No mesmo sentido, bem observou o eminente Des. Sidney Eloy Dalabrida que "segundo o art. 113 do
Ato das Disposições Constitucionais Transitórias, aplicável como parâmetro de controle de constitucionalidade no
âmbito estadual, 'a proposição legislativa que crie ou altere despesa obrigatória ou renúncia de receita deverá ser
acompanhada da estimativa do seu impacto orçamentário e financeiro'" (ADI n. 5026513-08.2022.8.24.0000, Rel.
Des. Sidney Eloy Dalabrida, Órgão Especial, j. 19-10-2022).

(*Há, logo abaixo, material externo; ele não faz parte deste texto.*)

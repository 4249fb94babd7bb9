//! WebSocket client for the authority connection.
//!
//! One `WsClient` holds at most one socket. It does not retry, ping, or
//! interpret payloads; the transport task decides when to reconnect and the
//! controller decides when the authority has gone quiet for too long.
//!
//! # Example Usage
//!
//! ```no_run
//! use makerpass_network::{Incoming, WsClient, WsClientConfig};
//! use std::time::Duration;
//!
//! # async fn example() -> Result<(), Box<dyn std::error::Error>> {
//! let mut client = WsClient::new(WsClientConfig {
//!     url: "ws://127.0.0.1:8080/ws".into(),
//!     timeout: Duration::from_millis(3000),
//! });
//! client.connect().await?;
//!
//! client.send_text(r#"{"type":"pong"}"#.to_string()).await?;
//! if let Incoming::Text(text) = client.recv().await? {
//!     println!("Received: {text}");
//! }
//!
//! client.close().await?;
//! # Ok(())
//! # }
//! ```
//!
//! # Timeout Handling
//!
//! Connecting and sending are bounded by the configured timeout. Receiving
//! is not: silence is a normal state for this link.

use std::time::Duration;

use futures::{SinkExt, StreamExt};
use thiserror::Error;
use tokio::net::TcpStream;
use tokio_tungstenite::tungstenite::{self, Message};
use tokio_tungstenite::{MaybeTlsStream, WebSocketStream, connect_async};
use tracing::{debug, info, trace, warn};

type WsStream = WebSocketStream<MaybeTlsStream<TcpStream>>;

/// Configuration for the WebSocket client
#[derive(Debug, Clone)]
pub struct WsClientConfig {
    /// `ws://` or `wss://` URL of the authority endpoint
    pub url: String,

    /// Timeout for connect and send
    pub timeout: Duration,
}

/// Errors that can occur during WebSocket client operations
#[derive(Debug, Error)]
pub enum WsClientError {
    /// Client is not connected to the authority
    #[error("Not connected to authority")]
    NotConnected,

    /// Connection attempt timed out
    #[error("Connection timeout after {0}ms")]
    ConnectionTimeout(u64),

    /// Write operation timed out
    #[error("Write timeout after {0}ms")]
    WriteTimeout(u64),

    /// WebSocket handshake or framing error
    #[error("WebSocket error: {0}")]
    WebSocket(#[from] tungstenite::Error),
}

/// Something read from the socket.
#[derive(Debug, Clone, PartialEq, Eq)]
pub enum Incoming {
    /// A text frame carrying an authority message.
    Text(String),

    /// A control or binary frame. Proves the peer is alive, carries nothing.
    Activity,

    /// The peer closed the connection, with its reason if it gave one.
    Closed(Option<String>),
}

/// WebSocket client for the authority link
pub struct WsClient {
    url: String,

    /// Open socket (None if not connected)
    stream: Option<WsStream>,

    timeout: Duration,
}

impl WsClient {
    /// Create a client. It is not connected until [`connect`](Self::connect).
    pub fn new(config: WsClientConfig) -> Self {
        debug!("Creating WebSocket client for {}", config.url);

        Self {
            url: config.url,
            stream: None,
            timeout: config.timeout,
        }
    }

    pub fn url(&self) -> &str {
        &self.url
    }

    /// Open the socket.
    ///
    /// An already open socket is dropped first.
    ///
    /// # Errors
    ///
    /// Returns an error if the handshake fails or does not finish within the
    /// timeout.
    pub async fn connect(&mut self) -> Result<(), WsClientError> {
        self.stream = None;
        info!("Connecting to authority at {}", self.url);

        match tokio::time::timeout(self.timeout, connect_async(self.url.as_str())).await {
            Ok(Ok((stream, response))) => {
                debug!(status = %response.status(), "WebSocket handshake complete");
                self.stream = Some(stream);
                Ok(())
            }
            Ok(Err(e)) => {
                warn!("Connection failed: {}", e);
                Err(e.into())
            }
            Err(_) => {
                warn!("Connection timeout after {}ms", self.timeout.as_millis());
                Err(WsClientError::ConnectionTimeout(
                    self.timeout.as_millis() as u64
                ))
            }
        }
    }

    /// Send one text frame.
    ///
    /// On failure the socket is dropped; the caller should treat the
    /// connection as lost.
    ///
    /// # Errors
    ///
    /// Returns an error if not connected, if the write fails, or if it does
    /// not finish within the timeout.
    pub async fn send_text(&mut self, text: String) -> Result<(), WsClientError> {
        trace!(len = text.len(), "Sending text frame");
        let stream = self.stream.as_mut().ok_or(WsClientError::NotConnected)?;

        let send = stream.send(Message::Text(text));
        let result = match tokio::time::timeout(self.timeout, send).await {
            Ok(Ok(())) => Ok(()),
            Ok(Err(e)) => Err(WsClientError::WebSocket(e)),
            Err(_) => Err(WsClientError::WriteTimeout(self.timeout.as_millis() as u64)),
        };

        if result.is_err() {
            self.stream = None;
        }
        result
    }

    /// Wait for the next frame.
    ///
    /// Pings are answered by the WebSocket layer and reported as
    /// [`Incoming::Activity`]. After [`Incoming::Closed`] or an error the
    /// client is disconnected.
    ///
    /// # Errors
    ///
    /// Returns an error if not connected or if the socket fails.
    pub async fn recv(&mut self) -> Result<Incoming, WsClientError> {
        let stream = self.stream.as_mut().ok_or(WsClientError::NotConnected)?;

        match stream.next().await {
            Some(Ok(Message::Text(text))) => {
                trace!(len = text.len(), "Received text frame");
                Ok(Incoming::Text(text))
            }
            Some(Ok(Message::Ping(_) | Message::Pong(_) | Message::Frame(_))) => {
                Ok(Incoming::Activity)
            }
            Some(Ok(Message::Binary(data))) => {
                debug!(len = data.len(), "Ignoring binary frame");
                Ok(Incoming::Activity)
            }
            Some(Ok(Message::Close(frame))) => {
                self.stream = None;
                let reason = frame
                    .map(|f| f.reason.into_owned())
                    .filter(|reason| !reason.is_empty());
                info!(reason = ?reason, "Authority closed the connection");
                Ok(Incoming::Closed(reason))
            }
            Some(Err(e)) => {
                self.stream = None;
                warn!("Connection lost: {}", e);
                Err(e.into())
            }
            None => {
                self.stream = None;
                Ok(Incoming::Closed(None))
            }
        }
    }

    /// Returns `true` while a socket is open.
    pub fn is_connected(&self) -> bool {
        self.stream.is_some()
    }

    /// Close the socket with a close handshake.
    ///
    /// Idempotent. The close handshake is bounded by the timeout; the socket
    /// is dropped either way.
    ///
    /// # Errors
    ///
    /// Currently always succeeds; failures during close are logged.
    pub async fn close(&mut self) -> Result<(), WsClientError> {
        if let Some(mut stream) = self.stream.take() {
            info!("Closing connection to {}", self.url);
            match tokio::time::timeout(self.timeout, stream.close(None)).await {
                Ok(Ok(())) => debug!("Close handshake completed"),
                Ok(Err(e)) => warn!("Error during close: {}", e),
                Err(_) => warn!("Close timeout ({}ms)", self.timeout.as_millis()),
            }
        }
        Ok(())
    }
}

impl Drop for WsClient {
    fn drop(&mut self) {
        if self.stream.is_some() {
            debug!("WsClient dropped while connected - connection will be closed");
        }
    }
}

#[cfg(test)]
mod tests {
    use super::*;

    fn config() -> WsClientConfig {
        WsClientConfig {
            url: "ws://127.0.0.1:9".into(),
            timeout: Duration::from_millis(500),
        }
    }

    #[test]
    fn test_client_not_connected_initially() {
        let client = WsClient::new(config());
        assert!(!client.is_connected());
        assert_eq!(client.url(), "ws://127.0.0.1:9");
    }

    #[tokio::test]
    async fn test_send_without_connect() {
        let mut client = WsClient::new(config());
        let result = client.send_text("{}".into()).await;
        assert!(matches!(result, Err(WsClientError::NotConnected)));
    }

    #[tokio::test]
    async fn test_recv_without_connect() {
        let mut client = WsClient::new(config());
        assert!(matches!(
            client.recv().await,
            Err(WsClientError::NotConnected)
        ));
    }

    #[tokio::test]
    async fn test_invalid_url_rejected() {
        let mut client = WsClient::new(WsClientConfig {
            url: "not a url".into(),
            timeout: Duration::from_millis(500),
        });
        assert!(matches!(
            client.connect().await,
            Err(WsClientError::WebSocket(_))
        ));
        assert!(!client.is_connected());
    }

    #[tokio::test]
    async fn test_multiple_close_calls() {
        let mut client = WsClient::new(config());
        client.close().await.unwrap();
        client.close().await.unwrap();
    }
}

É reiterado o entendimento de que a lei que concede isenção tributária, por se tratar de renúncia de
receita, é inconstitucional se não acompanhada de prévia estimativa de impacto orçamentário e financeiro:
Voltando atenção ao caso concreto, colhe-se que a norma atacada trouxe um anexo intitulado de
"Demonstrativo do Impacto Orçamentário-Financeiro":
Contudo, tal documento não pode ser considerado como a necessária estimativa de impacto
orçamentário e financeiro na forma como exigido pelo art. 113 do ADCT da CF/1988. De fato, não se verifica
estimativa do impacto orçamentário e financeiro no exercício em que deva iniciar sua vigência e nos dois
seguintes, não demonstra atendimento à lei de diretrizes orçamentárias, tampouco comprova que a renúncia foi
considerada na estimativa de receita da lei orçamentária, assim como não foi acompanhada de medidas de
compensação, no exercício em que inicia a sua vigência e nos dois seguintes.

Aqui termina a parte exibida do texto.